Project Description

564. Nacht

Als ich nach Verlauf mehrerer Monate eines Tages in meinem
Laden saß, kam ein junges Mädchen die Straße herauf, welches das aus Juwelen
und Perlen verfertigte Abbild eines Hahnes trug. Sie bot es den Kaufleuten zum
Kauf an.

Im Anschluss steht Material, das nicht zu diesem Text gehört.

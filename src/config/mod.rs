use once_cell::sync::Lazy;
use serde::{Deserialize, Serialize};
use std::env;
use std::path::PathBuf;

#[derive(Debug, Clone, Serialize, Deserialize)]
pub struct AppConfig {
    pub api: ApiConfig,
    pub storage: StorageConfig,
}

#[derive(Debug, Clone, Serialize, Deserialize)]
pub struct ApiConfig {
    /// Base URL of the accessibility-guide backend.
    pub base_url: String,
    /// Per-request timeout in seconds; a request past this fails as a
    /// network error.
    pub timeout_secs: u64,
}

#[derive(Debug, Clone, Serialize, Deserialize)]
pub struct StorageConfig {
    /// Directory holding the durable session files (auth_token, auth_user).
    pub config_dir: PathBuf,
}

/// Default production host, used when A11Y_API_URL is not set.
pub const DEFAULT_API_URL: &str = "https://accessibility-guide-backend.onrender.com";

const DEFAULT_TIMEOUT_SECS: u64 = 10;

impl AppConfig {
    pub fn from_env() -> Self {
        let base_url = env::var("A11Y_API_URL")
            .unwrap_or_else(|_| DEFAULT_API_URL.to_string())
            .trim_end_matches('/')
            .to_string();

        let timeout_secs = env::var("A11Y_API_TIMEOUT_SECS")
            .ok()
            .and_then(|v| v.parse().ok())
            .unwrap_or(DEFAULT_TIMEOUT_SECS);

        Self {
            api: ApiConfig { base_url, timeout_secs },
            storage: StorageConfig { config_dir: default_config_dir() },
        }
    }
}

/// Config directory for durable client state. Overridable for tests and
/// sandboxed environments via A11Y_CLI_CONFIG_DIR.
fn default_config_dir() -> PathBuf {
    if let Ok(custom_dir) = env::var("A11Y_CLI_CONFIG_DIR") {
        return PathBuf::from(custom_dir);
    }
    let home = env::var("HOME").unwrap_or_else(|_| ".".to_string());
    PathBuf::from(home).join(".config").join("a11y-guide").join("cli")
}

// Global singleton config - initialized once at startup
pub static CONFIG: Lazy<AppConfig> = Lazy::new(AppConfig::from_env);

// Convenience function for accessing config
pub fn config() -> &'static AppConfig {
    &CONFIG
}

#[cfg(test)]
mod tests {
    use super::*;

    #[test]
    fn default_api_settings() {
        // Builds from a clean environment view; env overrides are additive
        let config = AppConfig::from_env();
        assert!(!config.api.base_url.ends_with('/'));
        assert!(config.api.timeout_secs > 0);
    }

    #[test]
    fn default_base_url_is_production_host() {
        if env::var("A11Y_API_URL").is_err() {
            let config = AppConfig::from_env();
            assert_eq!(config.api.base_url, DEFAULT_API_URL);
        }
    }
}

Diese stiegen in ihrem Gebot von fünfhundert bis zu
neunhundertundfünfzig Dinaren, was ich alles stillschweigend beobachtete und
weder mit bot, noch sonst etwas sprach.

Endlich kam das Mädchen an mich heran und sagte:
„Herr, alle diese Kaufleute haben sich um den Besitz meines kostbaren
Spielzeuges überboten, nur Ihr habt weder geboten, noch Euch sonst um mich
bekümmert.“ – „Ich kann das Spielzeug nicht brauchen,“ versetzte
ich. „Ei,“ rief sie aus, „Ihr müsst doch etwas mehr als die
anderen darauf bieten.“ – „Wenn ich muss,“ erwiderte ich,
„nun so will ich fünfzig Dinare mehr geben, was gerade tausend
beträgt.“

Sie nahm das Gebot an, und ich ging in meinen Laden, um
das Geld zu holen, indem ich beschloss, den Hahn meiner Frau zu schenken in der
Voraussetzung, dass ihr dieses Geschenk Vergnügen machen würde.

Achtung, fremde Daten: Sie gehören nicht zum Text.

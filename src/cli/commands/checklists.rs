use clap::Subcommand;

use crate::cli::utils::{output_envelope, output_lines, report_redirect};
use crate::cli::{CliContext, OutputFormat};
use crate::models::Checklist;
use crate::services::validation::ChecklistItemInput;

#[derive(Subcommand)]
pub enum ChecklistCommands {
    #[command(about = "Show the checklist for one project and role")]
    Get {
        #[arg(help = "Project id")]
        project_id: String,
        #[arg(help = "Role")]
        role: String,
    },

    #[command(about = "List all checklists for one project")]
    List {
        #[arg(help = "Project id")]
        project_id: String,
    },

    #[command(about = "Add a checklist item")]
    AddItem {
        #[arg(help = "Project id")]
        project_id: String,
        #[arg(help = "Role")]
        role: String,
        #[arg(help = "Title, 3-100 characters")]
        title: String,
        #[arg(long, help = "Content, 10-1000 characters")]
        content: String,
    },

    #[command(about = "Update a checklist item")]
    UpdateItem {
        #[arg(help = "Project id")]
        project_id: String,
        #[arg(help = "Role")]
        role: String,
        #[arg(help = "Item id")]
        item_id: String,
        #[arg(help = "Title")]
        title: String,
        #[arg(long, help = "Content")]
        content: String,
    },

    #[command(about = "Remove a checklist item")]
    RemoveItem {
        #[arg(help = "Project id")]
        project_id: String,
        #[arg(help = "Role")]
        role: String,
        #[arg(help = "Item id")]
        item_id: String,
    },

    #[command(about = "Mark a checklist item as done or not done")]
    Toggle {
        #[arg(help = "Project id")]
        project_id: String,
        #[arg(help = "Role")]
        role: String,
        #[arg(help = "Item id")]
        item_id: String,
        #[arg(help = "New completion state: true or false")]
        completed: bool,
    },
}

fn checklist_lines(checklist: &Checklist) -> Vec<String> {
    let mut lines = vec![format!(
        "{} av {} punkter klara",
        checklist.completed_count(),
        checklist.items.len()
    )];
    for item in &checklist.items {
        let mark = if item.completed { "[x]" } else { "[ ]" };
        lines.push(format!("{mark} {}", item.title));
    }
    lines
}

pub async fn handle(
    cmd: ChecklistCommands,
    ctx: &CliContext,
    output_format: OutputFormat,
) -> anyhow::Result<()> {
    let service = ctx.checklists();

    match cmd {
        ChecklistCommands::Get { project_id, role } => {
            let response = service.get(&project_id, &role).await;
            if output_envelope(&output_format, &response)? {
                if let Some(checklist) = &response.data {
                    output_lines(&output_format, &checklist_lines(checklist));
                }
            }
        }
        ChecklistCommands::List { project_id } => {
            let response = service.list(&project_id).await;
            if output_envelope(&output_format, &response)? {
                if let Some(checklists) = &response.data {
                    for checklist in checklists {
                        let role = checklist.role.as_deref().unwrap_or("-");
                        output_lines(&output_format, &[role.to_string()]);
                        output_lines(&output_format, &checklist_lines(checklist));
                    }
                }
            }
        }
        ChecklistCommands::AddItem { project_id, role, title, content } => {
            let input = ChecklistItemInput { title, content };
            let response = service.add_item(&project_id, &role, &input).await;
            output_envelope(&output_format, &response)?;
        }
        ChecklistCommands::UpdateItem { project_id, role, item_id, title, content } => {
            let input = ChecklistItemInput { title, content };
            let response = service.update_item(&project_id, &role, &item_id, &input).await;
            output_envelope(&output_format, &response)?;
        }
        ChecklistCommands::RemoveItem { project_id, role, item_id } => {
            let response = service.remove_item(&project_id, &role, &item_id).await;
            output_envelope(&output_format, &response)?;
        }
        ChecklistCommands::Toggle { project_id, role, item_id, completed } => {
            let response = service.toggle_item(&project_id, &role, &item_id, completed).await;
            output_envelope(&output_format, &response)?;
        }
    }

    report_redirect(&output_format, &ctx.session);
    Ok(())
}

Als ich dem Mädchen das Geld bezahlen wollte, weigerte
sie sich, es zu nehmen, und sagte, sie verlangte nichts für das Kleinod als die
Erlaubnis, mich auf die Wange küssen zu dürfen. Ich dachte bei mir selbst:
„Ein einziger Kuss auf die Wange ist ein geringer Preis für den Wert von
tausend Dinaren,“ und ich willigte ein, worauf sie auf mich zukam und mir
einen Kuss gab, aber zu gleicher Zeit mich heftig biss, das Kleinod zurückließ
und sich eilig davonmachte.

Am Abend begab ich mich in das Haus meiner Gattin und fand
die alte Frau wie gewöhnlich an dem bestimmten Platz. Sie verband mich mit dem
Schnupftuch und band es mir wieder ab, als wir zu Hause waren. Ich fand meine
Frau auf ihrem goldenen Sessel sitzend, aber in Scharlach gekleidet und mit
verdrießlichem Gesicht, worauf ich zu mir selbst sagte: „Gott gebe, dass
alles glücklich enden möge!“

Ich nahte mich ihr, zog das mit Rubinen und Diamanten
besetzte Kleinod hervor (wähnend, dass bei seinem Anblick ihre üble Laune
schwinden würde) und sagte: „Meine Liebe, nimm dies, es ist hübsch, und
ich habe es für Dich gekauft.“

Sie nahm es in die Hand, besah es von allen Seiten und
rief aus: „Hast Du das wirklich für mich gekauft?“ – „Beim
Himmel,“ versetzte ich, „ich kaufte es Dir zuliebe um tausend
Dinare.“ Hierauf sah sie mich zürnend an und sagte: „Was bedeutet die
Wunde auf Deiner Wange?“ Ich wollte vor Verwirrung vergehen.